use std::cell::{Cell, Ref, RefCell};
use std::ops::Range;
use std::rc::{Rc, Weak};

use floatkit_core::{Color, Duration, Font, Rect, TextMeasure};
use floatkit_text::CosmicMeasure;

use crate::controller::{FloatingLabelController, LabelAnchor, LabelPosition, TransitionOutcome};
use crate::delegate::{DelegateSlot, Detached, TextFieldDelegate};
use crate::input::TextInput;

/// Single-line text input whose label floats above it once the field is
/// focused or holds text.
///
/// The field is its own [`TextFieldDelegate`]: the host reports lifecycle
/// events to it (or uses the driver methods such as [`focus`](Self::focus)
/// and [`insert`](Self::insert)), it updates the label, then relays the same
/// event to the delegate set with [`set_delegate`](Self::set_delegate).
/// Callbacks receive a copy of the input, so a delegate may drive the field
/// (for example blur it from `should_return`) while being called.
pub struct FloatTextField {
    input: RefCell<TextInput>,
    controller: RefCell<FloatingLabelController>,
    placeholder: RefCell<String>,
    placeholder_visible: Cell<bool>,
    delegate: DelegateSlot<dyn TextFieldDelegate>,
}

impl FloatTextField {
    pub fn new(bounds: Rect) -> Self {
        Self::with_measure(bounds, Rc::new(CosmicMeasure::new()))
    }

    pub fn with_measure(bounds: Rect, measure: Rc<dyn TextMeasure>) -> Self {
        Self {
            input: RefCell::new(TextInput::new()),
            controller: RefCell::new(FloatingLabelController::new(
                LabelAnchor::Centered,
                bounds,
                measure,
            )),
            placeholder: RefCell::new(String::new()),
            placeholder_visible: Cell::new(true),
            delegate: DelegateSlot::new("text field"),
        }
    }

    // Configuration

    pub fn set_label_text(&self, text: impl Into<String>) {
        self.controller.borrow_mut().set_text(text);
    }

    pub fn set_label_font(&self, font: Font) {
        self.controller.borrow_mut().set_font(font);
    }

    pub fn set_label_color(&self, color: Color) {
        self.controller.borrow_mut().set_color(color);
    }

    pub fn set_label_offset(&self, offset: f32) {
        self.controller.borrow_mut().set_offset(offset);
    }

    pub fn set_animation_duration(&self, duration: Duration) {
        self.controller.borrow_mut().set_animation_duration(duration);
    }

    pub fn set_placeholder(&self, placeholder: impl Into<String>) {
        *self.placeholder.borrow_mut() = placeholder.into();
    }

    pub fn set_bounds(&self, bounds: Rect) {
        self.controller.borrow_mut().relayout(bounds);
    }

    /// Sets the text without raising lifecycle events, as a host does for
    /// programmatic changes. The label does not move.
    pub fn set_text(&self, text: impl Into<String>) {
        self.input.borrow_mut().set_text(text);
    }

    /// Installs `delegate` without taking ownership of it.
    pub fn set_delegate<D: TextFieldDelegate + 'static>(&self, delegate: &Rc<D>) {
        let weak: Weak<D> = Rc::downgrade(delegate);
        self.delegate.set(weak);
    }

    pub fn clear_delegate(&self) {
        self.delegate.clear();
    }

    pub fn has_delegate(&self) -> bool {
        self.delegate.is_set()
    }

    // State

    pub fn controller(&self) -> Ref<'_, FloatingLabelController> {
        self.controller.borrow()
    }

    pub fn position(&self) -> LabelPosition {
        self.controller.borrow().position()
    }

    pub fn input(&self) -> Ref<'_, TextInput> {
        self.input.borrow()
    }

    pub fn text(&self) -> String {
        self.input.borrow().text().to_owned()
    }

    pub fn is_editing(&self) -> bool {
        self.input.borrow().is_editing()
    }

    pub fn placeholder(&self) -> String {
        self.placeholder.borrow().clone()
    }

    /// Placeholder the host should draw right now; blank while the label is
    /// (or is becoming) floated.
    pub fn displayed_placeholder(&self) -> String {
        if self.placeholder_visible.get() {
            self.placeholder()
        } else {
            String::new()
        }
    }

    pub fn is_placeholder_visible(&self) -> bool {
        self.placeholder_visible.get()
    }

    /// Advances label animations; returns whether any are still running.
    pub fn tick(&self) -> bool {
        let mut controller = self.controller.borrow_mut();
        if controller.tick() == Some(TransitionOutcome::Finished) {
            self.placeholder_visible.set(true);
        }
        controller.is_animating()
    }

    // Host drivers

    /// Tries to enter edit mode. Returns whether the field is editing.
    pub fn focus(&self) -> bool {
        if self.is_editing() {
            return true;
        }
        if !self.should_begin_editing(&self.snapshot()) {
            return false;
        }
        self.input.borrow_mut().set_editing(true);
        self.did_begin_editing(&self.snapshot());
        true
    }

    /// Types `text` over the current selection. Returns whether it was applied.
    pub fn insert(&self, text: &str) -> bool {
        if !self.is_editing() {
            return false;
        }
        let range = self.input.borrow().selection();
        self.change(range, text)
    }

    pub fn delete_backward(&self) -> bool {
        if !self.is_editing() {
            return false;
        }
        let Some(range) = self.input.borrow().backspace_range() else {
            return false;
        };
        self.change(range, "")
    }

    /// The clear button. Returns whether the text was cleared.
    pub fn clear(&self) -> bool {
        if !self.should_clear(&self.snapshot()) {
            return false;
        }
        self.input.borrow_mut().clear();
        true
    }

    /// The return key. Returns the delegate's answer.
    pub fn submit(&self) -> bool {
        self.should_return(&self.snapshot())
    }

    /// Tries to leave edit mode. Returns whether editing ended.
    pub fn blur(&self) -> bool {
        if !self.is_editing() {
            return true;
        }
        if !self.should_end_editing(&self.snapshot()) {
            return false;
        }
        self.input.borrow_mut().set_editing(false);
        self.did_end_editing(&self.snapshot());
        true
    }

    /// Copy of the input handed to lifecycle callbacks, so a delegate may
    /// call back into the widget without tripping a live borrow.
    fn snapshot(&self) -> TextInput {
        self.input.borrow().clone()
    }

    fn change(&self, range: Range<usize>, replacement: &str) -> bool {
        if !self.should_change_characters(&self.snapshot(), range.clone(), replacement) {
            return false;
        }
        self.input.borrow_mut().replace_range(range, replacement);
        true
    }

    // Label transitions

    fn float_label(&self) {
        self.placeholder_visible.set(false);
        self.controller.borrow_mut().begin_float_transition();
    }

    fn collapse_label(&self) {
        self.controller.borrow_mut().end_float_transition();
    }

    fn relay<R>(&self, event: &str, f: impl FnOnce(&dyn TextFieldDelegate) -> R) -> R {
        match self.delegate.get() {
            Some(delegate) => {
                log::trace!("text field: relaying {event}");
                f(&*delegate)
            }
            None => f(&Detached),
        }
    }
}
--- --- ---
### Problem description
Look through the entries and copy every line in which the string "bool" appears.

### Written solution
    placeholder_visible: Cell<bool>,
    pub fn has_delegate(&self) -> bool {
    pub fn is_editing(&self) -> bool {
    pub fn is_placeholder_visible(&self) -> bool {
    pub fn tick(&self) -> bool {
    pub fn focus(&self) -> bool {
    pub fn insert(&self, text: &str) -> bool {
    pub fn delete_backward(&self) -> bool {
    pub fn clear(&self) -> bool {
    pub fn submit(&self) -> bool {
    pub fn blur(&self) -> bool {
    fn change(&self, range: Range<usize>, replacement: &str) -> bool {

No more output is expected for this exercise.